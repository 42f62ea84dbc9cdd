//! View state and the controller that keeps it consistent.
//!
//! [`ViewState`] is a plain value holding everything the user can change.
//! [`recompute`] derives the ordered result set, page count and navigator
//! from it without side effects. [`ViewStateController`] owns a catalog
//! snapshot plus one `ViewState` and reruns the pipeline on every event.

use schemars::JsonSchema;
use serde::{Deserialize, Serialize};
use std::ops::Range;
use tracing::{debug, trace, warn};

use super::filter::{admit, BoundSide, FilterAttribute, FilterCriteria, FilterToggle};
use super::pagination::{window, PageWindow, PaginationConfig, PaginationState};
use super::sort::{sort_indices, SortAttribute, SortConfig};
use crate::catalog::Course;

/// Everything the user can change about the list
#[derive(Debug, Clone, Default, PartialEq, Serialize, Deserialize, JsonSchema)]
pub struct ViewState {
    pub criteria: FilterCriteria,
    pub sort: SortConfig,
    pub pagination: PaginationState,
}

impl ViewState {
    pub fn new(pagination: &PaginationConfig, sort: SortConfig) -> Self {
        Self {
            criteria: FilterCriteria::default(),
            sort,
            pagination: PaginationState::from_config(pagination),
        }
    }
}

/// User input events consumed by the view
#[derive(Debug, Clone, PartialEq, Serialize, Deserialize, JsonSchema)]
#[serde(tag = "type", rename_all = "camelCase")]
pub enum ViewEvent {
    /// A bound field lost focus with this raw text
    SetBound {
        attribute: FilterAttribute,
        side: BoundSide,
        input: String,
    },
    /// A checkbox was toggled
    Toggle { toggle: FilterToggle },
    /// A column header was clicked
    SetSort { attribute: SortAttribute },
    /// A page size was picked
    SetPageSize { size: usize },
    /// A page label was clicked
    SetPageNumber { page: usize },
    /// Filters were cleared
    ResetFilters,
}

/// Everything derived from a view state and a catalog snapshot
#[derive(Debug, Clone, Default, PartialEq)]
pub struct DerivedView {
    /// The state after the page-bounds clamp
    pub state: ViewState,
    /// Indices into the catalog of admitted courses, in display order
    pub ordered: Vec<usize>,
    pub total_pages: usize,
    pub window: PageWindow,
}

impl DerivedView {
    pub fn total_results(&self) -> usize {
        self.ordered.len()
    }

    /// Catalog indices for the current page
    pub fn visible_range(&self) -> Range<usize> {
        self.state.pagination.current_page_range(self.ordered.len())
    }

    /// Courses on the current page, in display order
    pub fn visible<'a>(&'a self, courses: &'a [Course]) -> impl Iterator<Item = &'a Course> + 'a {
        self.ordered[self.visible_range()]
            .iter()
            .map(move |index| &courses[*index])
    }

    /// One-based first and last result number shown, `None` when empty
    pub fn result_range(&self) -> Option<(usize, usize)> {
        let range = self.visible_range();
        if range.is_empty() {
            None
        } else {
            Some((range.start + 1, range.end))
        }
    }

    /// Move to another page without refiltering
    fn reslice(&mut self, page: usize) {
        self.state.pagination.page_number = page;
        self.state.pagination.clamp(self.ordered.len());
        self.window = window(self.total_pages, self.state.pagination.page_number);
    }
}

/// Filter and order the catalog, returning indices into `courses`
pub fn filter_and_sort(courses: &[Course], criteria: &FilterCriteria, sort: &SortConfig) -> Vec<usize> {
    let mut ordered: Vec<usize> = courses
        .iter()
        .enumerate()
        .filter(|(_, course)| admit(course, criteria))
        .map(|(index, _)| index)
        .collect();

    sort_indices(&mut ordered, courses, sort);
    ordered
}

/// Derive the visible view from a state and a catalog snapshot
pub fn recompute(state: &ViewState, courses: &[Course]) -> DerivedView {
    let ordered = filter_and_sort(courses, &state.criteria, &state.sort);

    let mut state = state.clone();
    if state.pagination.clamp(ordered.len()) {
        trace!(
            "Clamped page to {} for {} results",
            state.pagination.page_number,
            ordered.len()
        );
    }

    let total_pages = state.pagination.total_pages(ordered.len());
    let window = window(total_pages, state.pagination.page_number);

    DerivedView {
        state,
        ordered,
        total_pages,
        window,
    }
}

/// Owner of a catalog snapshot and the state of one list view
#[derive(Debug)]
pub struct ViewStateController {
    courses: Vec<Course>,
    config: PaginationConfig,
    derived: DerivedView,
}

impl ViewStateController {
    /// Create a controller with default filters, default sort and the
    /// smallest page size
    pub fn new(courses: Vec<Course>) -> Self {
        Self::with_config(courses, PaginationConfig::default(), SortConfig::default())
    }

    pub fn with_config(courses: Vec<Course>, config: PaginationConfig, sort: SortConfig) -> Self {
        let state = ViewState::new(&config, sort);
        let derived = recompute(&state, &courses);
        debug!(
            "Mounted view over {} courses ({} pages)",
            courses.len(),
            derived.total_pages
        );
        Self {
            courses,
            config,
            derived,
        }
    }

    pub fn courses(&self) -> &[Course] {
        &self.courses
    }

    pub fn state(&self) -> &ViewState {
        &self.derived.state
    }

    pub fn derived(&self) -> &DerivedView {
        &self.derived
    }

    pub fn pagination_config(&self) -> &PaginationConfig {
        &self.config
    }

    /// Courses on the current page
    pub fn visible(&self) -> Vec<&Course> {
        self.derived.visible(&self.courses).collect()
    }

    pub fn total_results(&self) -> usize {
        self.derived.total_results()
    }

    pub fn total_pages(&self) -> usize {
        self.derived.total_pages
    }

    pub fn current_page(&self) -> usize {
        self.derived.state.pagination.page_number
    }

    pub fn page_size(&self) -> usize {
        self.derived.state.pagination.page_size
    }

    pub fn window(&self) -> &PageWindow {
        &self.derived.window
    }

    pub fn result_range(&self) -> Option<(usize, usize)> {
        self.derived.result_range()
    }

    /// Apply one user-input event
    pub fn apply(&mut self, event: ViewEvent) {
        match event {
            ViewEvent::SetBound {
                attribute,
                side,
                input,
            } => self.set_bound(attribute, side, &input),
            ViewEvent::Toggle { toggle } => self.toggle(toggle),
            ViewEvent::SetSort { attribute } => self.set_sort(attribute),
            ViewEvent::SetPageSize { size } => {
                self.set_page_size(size);
            }
            ViewEvent::SetPageNumber { page } => self.set_page_number(page),
            ViewEvent::ResetFilters => self.reset_filters(),
        }
    }

    /// Set a min or max bound from raw input; unparsable input clears it
    pub fn set_bound(&mut self, attribute: FilterAttribute, side: BoundSide, input: &str) {
        let mut state = self.derived.state.clone();
        if state.criteria.set_bound(attribute, side, input) {
            debug!(
                "Filter {} {:?} set to {:?}",
                attribute,
                side,
                state.criteria.bounds(attribute)
            );
            self.refresh(state);
        }
    }

    pub fn toggle(&mut self, toggle: FilterToggle) {
        let mut state = self.derived.state.clone();
        state.criteria.toggle(toggle);
        debug!("Toggled {:?}", toggle);
        self.refresh(state);
    }

    /// Restore the default filter criteria
    pub fn reset_filters(&mut self) {
        if self.derived.state.criteria == FilterCriteria::default() {
            return;
        }
        let mut state = self.derived.state.clone();
        state.criteria = FilterCriteria::default();
        debug!("Filters reset");
        self.refresh(state);
    }

    /// Sort by `attribute`, flipping the direction if it is already the key
    pub fn set_sort(&mut self, attribute: SortAttribute) {
        let mut state = self.derived.state.clone();
        state.sort.select(attribute);
        debug!("Sorting by {} {}", state.sort.attribute, state.sort.direction);
        self.refresh(state);
    }

    /// Change the page size. Sizes outside the configured set are ignored.
    ///
    /// Returns whether the size was accepted.
    pub fn set_page_size(&mut self, size: usize) -> bool {
        if !self.config.allows(size) {
            warn!(
                "Ignoring page size {} (allowed: {:?})",
                size, self.config.available_page_sizes
            );
            return false;
        }
        let mut state = self.derived.state.clone();
        state.pagination.page_size = size;
        debug!("Page size set to {}", size);
        self.refresh(state);
        true
    }

    /// Jump to a page; out-of-range pages land on the last page
    pub fn set_page_number(&mut self, page: usize) {
        self.derived.reslice(page);
        trace!("Showing page {}", self.current_page());
    }

    /// Returns whether the page changed
    pub fn next_page(&mut self) -> bool {
        let current = self.current_page();
        if current + 1 < self.total_pages() {
            self.set_page_number(current + 1);
            true
        } else {
            false
        }
    }

    /// Returns whether the page changed
    pub fn previous_page(&mut self) -> bool {
        let current = self.current_page();
        if current > 0 {
            self.set_page_number(current - 1);
            true
        } else {
            false
        }
    }

    pub fn first_page(&mut self) {
        self.set_page_number(0);
    }

    pub fn last_page(&mut self) {
        self.set_page_number(self.total_pages().saturating_sub(1));
    }

    fn refresh(&mut self, state: ViewState) {
        self.derived = recompute(&state, &self.courses);
        debug!(
            "Recomputed view: {} of {} courses, page {}/{}",
            self.derived.total_results(),
            self.courses.len(),
            self.current_page() + 1,
            self.derived.total_pages.max(1)
        );
    }
}
//! HD44780 16x2 character display on a 4-bit bus.
//!
//! # Wiring
//!
//! Six outputs: RS (register select), E (enable strobe) and D4..D7. The R/W line
//! is tied to ground, so the driver never reads the busy flag and relies on
//! fixed delays instead.
//!
//! # Protocol
//!
//! Every byte goes out as two nibbles, high nibble first. For each nibble the
//! data lines are driven, then E is pulsed low -> high -> low with a 1 ms hold
//! after each edge. RS is low for commands and high for character data.

use core::fmt::Write;

use embedded_hal::delay::DelayNs;
use heapless::String;

use crate::hal::DigitalOutput;
use crate::units::TemperatureUnit;

/// Characters per display line.
pub const LCD_WIDTH: usize = 16;

/// Set-DDRAM-address command for line 1.
pub const LCD_LINE_1: u8 = 0x80;

/// Set-DDRAM-address command for line 2.
pub const LCD_LINE_2: u8 = 0xC0;

/// Clear display command.
pub const LCD_CLEAR: u8 = 0x01;

/// Initialization commands, in order:
/// 0x33/0x32 force 4-bit mode, 0x06 entry mode (cursor right), 0x0C display on
/// with cursor off, 0x28 two-line 5x8 font, 0x01 clear.
pub const LCD_INIT_SEQUENCE: [u8; 6] = [0x33, 0x32, 0x06, 0x0C, 0x28, LCD_CLEAR];

/// Hold time after each enable edge.
pub const ENABLE_HOLD_US: u32 = 1_000;

/// Settle time after the initialization sequence.
pub const INIT_SETTLE_US: u32 = 500;

/// Longest message [`format_message`] can produce: `"Temp: "`, a sign, the
/// 39 integer digits of `f32::MAX`, two decimals and the unit symbol.
pub const MESSAGE_CAPACITY: usize = 50;

/// Register selected by the RS line.
#[derive(Clone, Copy, Debug, PartialEq, Eq)]
pub enum Register {
    /// Instruction register (RS low).
    Command,
    /// Data register (RS high).
    Data,
}

/// The six bus lines.
pub struct LcdPins<P> {
    /// Register select.
    pub rs: P,
    /// Enable strobe.
    pub e: P,
    /// Data lines D4, D5, D6, D7.
    pub data: [P; 4],
}

/// HD44780 driver over [`DigitalOutput`] lines.
pub struct Hd44780<P, D> {
    pins: LcdPins<P>,
    delay: D,
}

impl<P: DigitalOutput, D: DelayNs> Hd44780<P, D> {
    /// Wrap the bus. Call [`Self::init`] before writing text.
    pub const fn new(
        pins: LcdPins<P>,
        delay: D,
    ) -> Self {
        Self { pins, delay }
    }

    /// Send the power-on sequence and wait for the controller to settle.
    pub fn init(&mut self) {
        for command in LCD_INIT_SEQUENCE {
            self.write_byte(command, Register::Command);
        }
        self.delay.delay_us(INIT_SETTLE_US);
    }

    /// Clear the display and home the cursor.
    pub fn clear(&mut self) { self.write_byte(LCD_CLEAR, Register::Command); }

    /// Write a full byte to the selected register.
    pub fn write_byte(
        &mut self,
        bits: u8,
        register: Register,
    ) {
        self.pins.rs.set_level(register == Register::Data);
        self.write_nibble(bits >> 4);
        self.write_nibble(bits & 0x0F);
    }

    fn write_nibble(
        &mut self,
        nibble: u8,
    ) {
        for (bit, line) in self.pins.data.iter_mut().enumerate() {
            line.set_level(nibble & (1 << bit) != 0);
        }
        self.pulse_enable();
    }

    fn pulse_enable(&mut self) {
        self.pins.e.set_low();
        self.delay.delay_us(ENABLE_HOLD_US);
        self.pins.e.set_high();
        self.delay.delay_us(ENABLE_HOLD_US);
        self.pins.e.set_low();
        self.delay.delay_us(ENABLE_HOLD_US);
    }

    /// Write `text` at the start of a line, space-filled to [`LCD_WIDTH`].
    ///
    /// `line` is the address command ([`LCD_LINE_1`] or [`LCD_LINE_2`]).
    /// Text longer than the line is sent as-is; the controller drops what
    /// does not fit on the glass.
    pub fn write_line(
        &mut self,
        text: &str,
        line: u8,
    ) {
        self.write_byte(line, Register::Command);
        let mut sent = 0;
        for byte in text.bytes() {
            self.write_byte(byte, Register::Data);
            sent += 1;
        }
        for _ in sent..LCD_WIDTH {
            self.write_byte(b' ', Register::Data);
        }
    }

    /// Show a reading on line 1 in the given unit.
    pub fn show_temperature(
        &mut self,
        celsius: f32,
        unit: TemperatureUnit,
    ) {
        let message = format_message(celsius, unit);
        self.write_line(&message, LCD_LINE_1);
    }

    /// Give the bus back.
    pub fn release(self) -> (LcdPins<P>, D) { (self.pins, self.delay) }
}

/// `"Temp: {value:.2}{unit}"`, space-filled to [`LCD_WIDTH`] characters.
///
/// `celsius` is converted when `unit` is Fahrenheit. Messages longer than the
/// line are returned whole.
pub fn format_message(
    celsius: f32,
    unit: TemperatureUnit,
) -> String<MESSAGE_CAPACITY> {
    let mut message: String<MESSAGE_CAPACITY> = String::new();
    let value = unit.from_celsius(celsius);
    write!(message, "Temp: {:.2}{}", value, unit.symbol()).ok();
    while message.len() < LCD_WIDTH {
        message.push(' ').ok();
    }
    message
}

**Description of the task**
Show, from the listing above, every line holding the word "ViewStateController".

**Solution to the problem**
//! from it without side effects. [`ViewStateController`] owns a catalog
pub struct ViewStateController {
impl ViewStateController {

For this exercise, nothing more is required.